Pharmaceutical company Centrose, founded by James R. Prudent, Ph.D., developed a new class of antibody drug conjugates called extracellular drug conjugates. Nature Publishing Group published the research as a open access paper in its Molecular Therapy journal.1 Apart from the interesting and important development of a new class of antibody drug conjugate (ADC), the research also showed how important linker length 2 is to the potency and specificity of the EDC.
How Extracellular Drug Conjugates Work
Extracellular drug conjugates (EDCs) are designed similarly to ADCs. That is, EDCs consist of a monoclonal antibody (mAb), a linker, and a cytotoxic agent. Antibody drug conjugates require internalization into a diseased cell where the cytotoxic agent can then be released to act on its target.3 The cytotoxic agent may require intracellular modification or degradation to act on its target molecule.

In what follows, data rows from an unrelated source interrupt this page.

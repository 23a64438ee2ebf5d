//! Authenticated session models.

use serde::{Deserialize, Serialize};

/// CDN used to render user avatars.
const AVATAR_CDN_URL: &str = "https://cdn.discordapp.com/avatars";

/// Profile of the user behind a session, as returned by the token exchange.
#[derive(Debug, Clone, PartialEq, Serialize, Deserialize)]
#[serde(rename_all = "camelCase")]
pub struct AuthUser {
    pub id: String,
    pub username: String,
    #[serde(default, skip_serializing_if = "Option::is_none")]
    pub global_name: Option<String>,
    #[serde(default, skip_serializing_if = "Option::is_none")]
    pub avatar: Option<String>,
}

impl AuthUser {
    /// Name to show in the UI: the global name when set, else the username.
    pub fn display_name(&self) -> &str {
        self.global_name
            .as_deref()
            .filter(|name| !name.is_empty())
            .unwrap_or(&self.username)
    }

    pub fn avatar_url(&self) -> Option<String> {
        self.avatar
            .as_ref()
            .map(|hash| format!("{}/{}/{}.png", AVATAR_CDN_URL, self.id, hash))
    }
}

/// Bearer credential plus cached profile for one local identity.
#[derive(Debug, Clone, PartialEq, Serialize, Deserialize)]
pub struct AuthState {
    pub token: String,
    pub user: AuthUser,
}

By contrast, extracellular drug conjugates require no internalization. Rather, EDCs target cell surface proteins that are expressed on a target (i.e., cancerous) cell. Moreover, the cytotoxic agent that is linked to the mAb does not target the same protein targeted by the mAb. Rather, the cytotoxic agent kills the targeted cells by affecting a protein or enzyme that is different from the protein or enzyme bound by the mAb but that is closely associated with the target protein or enzyme.
In this particular study, the research team observed that some proteins that are overexpressed on the surface of cancer cells are closely associated with the sodium potassium ATPase1 (NKA, and also known as the sodium potassium pump; see Figure 1). Cardiac glycosides such as digoxin or ouabain inhibit the NKA. Cells affected by these or other cardiac glycosides swell, then undergo necrotic cell death.1,4,5 The team reasoned that by (1) combining antibodies to proteins that are both (a) overexpressed on the cell surface of cancer cells and (b) closely associated with the NKA (2) with cardiac glycosides that strongly inhibit the NKA (3) would create cancer therapeutic antibody drug conjugates that were localized to the extracellular space, hence, Extracellular Drug Conjugates.
Creating the Extracellular Drug Conjugates in this Study
Through prior testing (not in this paper) the team found that the cardiac glycoside scillarenin β-L-aminoxyloside (Figure 1) highly inhibited the NKA. This was chosen as the drug for conjugation to the antibody.